------ Source records ------
impl ChannelPipeline {
    /// Build a pipeline and spawn its worker thread.
    pub fn new(
        channel: TxChannel,
        sink: SharedSink,
        config: PipelineConfig,
        hub: Arc<EventHub>,
    ) -> Self {
        let (staging, rx) = mpsc::sync_channel(config.queue_depth);
        let shared = Arc::new(Shared {
            channel,
            state: Mutex::new(ChannelState::Idle),
            cond: Condvar::new(),
            samples_streamed: AtomicU64::new(0),
            underruns: AtomicU64::new(0),
            buffers_queued: AtomicUsize::new(0),
            stop_requested: AtomicBool::new(false),
            shutdown: AtomicBool::new(false),
            fault: Mutex::new(None),
            rf: Mutex::new(None),
            hub,
        });
        let worker = {
            let shared = Arc::clone(&shared);
            let sink = Arc::clone(&sink);
            std::thread::Builder::new()
                .name(format!("{}-worker", channel))
                .spawn(move || worker_loop(shared, rx, sink, config))
                .ok()
        };
        Self {
            channel,
            shared,
            sink,
            staging,
            worker,
        }
    }

    /// The channel this pipeline drives.
    pub fn channel(&self) -> TxChannel {
        self.channel
    }

    /// Current lifecycle state.
    pub fn state(&self) -> ChannelState {
        self.shared.state()
    }

    /// Underrun episodes since the last reset.
    pub fn underruns(&self) -> u64 {
        self.shared.underruns.load(Ordering::Acquire)
    }

    /// Waveform samples pushed to the sink since the last reset.
    pub fn samples_streamed(&self) -> u64 {
        self.shared.samples_streamed.load(Ordering::Acquire)
    }

    /// The fault message if the pipeline is in the faulted state.
    pub fn fault(&self) -> Option<String> {
        self.shared.fault.lock().unwrap().clone()
    }

    /// Apply RF parameters to the sink for this channel.
    ///
    /// Rejected while streaming; retuning under an active DAC is not
    /// supported by the hardware.
    pub fn configure(&self, params: &RfParams) -> Result<(), PipelineError> {
        let state = self.state();
        if matches!(state, ChannelState::Armed | ChannelState::Streaming) {
            return Err(PipelineError::InvalidTransition {
                from: state,
                action: "configure",
            });
        }
        self.sink.lock().unwrap().configure(self.channel, params)?;
        *self.shared.rf.lock().unwrap() = Some(*params);
        Ok(())
    }

    /// Stage a validated buffer for streaming.
    ///
    /// The buffer must carry a passing validation report. A `Warn`
    /// verdict is rejected here; staging it anyway requires the caller
    /// to acknowledge it through
    /// [`load_accepting_warnings`](Self::load_accepting_warnings).
    pub fn load(&self, buffer: SampleBuffer) -> Result<(), PipelineError> {
        self.load_inner(buffer, false)
    }

    /// Stage a buffer whose report carries a `Warn` verdict.
    ///
    /// The warning is still published as an engine event so monitors
    /// see what went on air.
    pub fn load_accepting_warnings(&self, buffer: SampleBuffer) -> Result<(), PipelineError> {
        self.load_inner(buffer, true)
    }

    fn load_inner(&self, buffer: SampleBuffer, accept_warn: bool) -> Result<(), PipelineError> {
        let state = self.state();
        if matches!(state, ChannelState::Stopped | ChannelState::Faulted) {
            return Err(PipelineError::InvalidTransition {
                from: state,
                action: "load",
            });
        }
        if buffer.descriptor().channel != self.channel {
            return Err(PipelineError::ChannelMismatch {
                buffer: buffer.descriptor().channel,
                pipeline: self.channel,
            });
        }
        let report = buffer.report().ok_or(PipelineError::NotValidated)?;
        match report.verdict {
            Verdict::Pass => {}
            Verdict::Warn if accept_warn => {
                warn!(channel = %self.channel, reasons = ?report.reasons, "staging buffer with acknowledged warnings");
                self.shared.hub.publish(&EngineEvent::ValidationWarning {
                    channel: self.channel,
                    reasons: report.reasons.clone(),
                });
            }
            verdict => {
                return Err(PipelineError::ValidationRejected {
                    verdict,
                    reasons: report.reasons.clone(),
                });
            }
        }
        // The gauge leads the queue so the worker's decrement after a
        // receive can never underflow it.
        self.shared.buffers_queued.fetch_add(1, Ordering::AcqRel);
        if self.staging.try_send(buffer).is_err() {
            self.shared.buffers_queued.fetch_sub(1, Ordering::AcqRel);
            return Err(PipelineError::QueueFull);
        }
        if self.state() == ChannelState::Idle {
            self.shared.set_state(ChannelState::Loaded);
        }
        Ok(())
    }

    /// Arm this channel and block at the barrier until every participant
    /// in the session has armed.
    ///
    /// On release the pipeline moves to streaming and the worker starts
    /// feeding the sink. On timeout or abort the pipeline falls back to
    /// loaded with its staged data intact.
    pub fn arm(
        &self,
        barrier: &ArmBarrier,
        token: SyncToken,
        timeout: Duration,
    ) -> Result<(), PipelineError> {
        let state = self.state();
        if state != ChannelState::Loaded {
            return Err(PipelineError::InvalidTransition {
                from: state,
                action: "arm",
            });
        }
        self.shared.set_state(ChannelState::Armed);
        match barrier.wait_armed(token, timeout) {
            Ok(()) => {
                // Cleared before the state flips so a stop issued the
                // instant streaming begins still reaches the worker.
                self.shared.stop_requested.store(false, Ordering::Release);
                self.shared.set_state(ChannelState::Streaming);
                Ok(())
            }
            Err(e) => {
                self.shared.set_state(ChannelState::Loaded);
                self.shared.hub.publish(&EngineEvent::SyncAborted {
                    channel: self.channel,
                });
                Err(PipelineError::Sync(e))
            }
        }
    }

    /// Request a stop and wait for the worker to acknowledge it.
    pub fn stop(&self) -> Result<(), PipelineError> {
        let state = self.state();
        if state != ChannelState::Streaming {
            return Err(PipelineError::InvalidTransition {
                from: state,
                action: "stop",
            });
        }
        self.shared.stop_requested.store(true, Ordering::Release);
        let deadline = Instant::now() + Duration::from_secs(5);
        let mut state = self.shared.state.lock().unwrap();
        while *state == ChannelState::Streaming {
            let now = Instant::now();
            if now >= deadline {
                return Err(PipelineError::WorkerStalled);
            }
            let (guard, _) = self
                .shared
                .cond
                .wait_timeout(state, deadline - now)
                .unwrap();
            state = guard;
        }
        Ok(())
    }

    /// Return a stopped or faulted pipeline to idle, clearing counters
    /// and any recorded fault.
    pub fn reset(&self) -> Result<(), PipelineError> {
        let state = self.state();
        if !matches!(state, ChannelState::Stopped | ChannelState::Faulted) {
            return Err(PipelineError::InvalidTransition {
                from: state,
                action: "reset",
            });
        }
        self.shared.samples_streamed.store(0, Ordering::Release);
        self.shared.underruns.store(0, Ordering::Release);
        *self.shared.fault.lock().unwrap() = None;
        self.shared.set_state(ChannelState::Idle);
        Ok(())
    }

    /// A telemetry probe for the aggregator.
    pub fn probe(&self) -> PipelineProbe {
        PipelineProbe {
            shared: Arc::clone(&self.shared),
            sink: Arc::clone(&self.sink),
        }
    }
}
------
- Your assignment -
Copy out each line of the records that holds the string "Ordering".

- Solution -
        self.shared.underruns.load(Ordering::Acquire)
        self.shared.samples_streamed.load(Ordering::Acquire)
        self.shared.buffers_queued.fetch_add(1, Ordering::AcqRel);
            self.shared.buffers_queued.fetch_sub(1, Ordering::AcqRel);
                self.shared.stop_requested.store(false, Ordering::Release);
        self.shared.stop_requested.store(true, Ordering::Release);
        self.shared.samples_streamed.store(0, Ordering::Release);
        self.shared.underruns.store(0, Ordering::Release);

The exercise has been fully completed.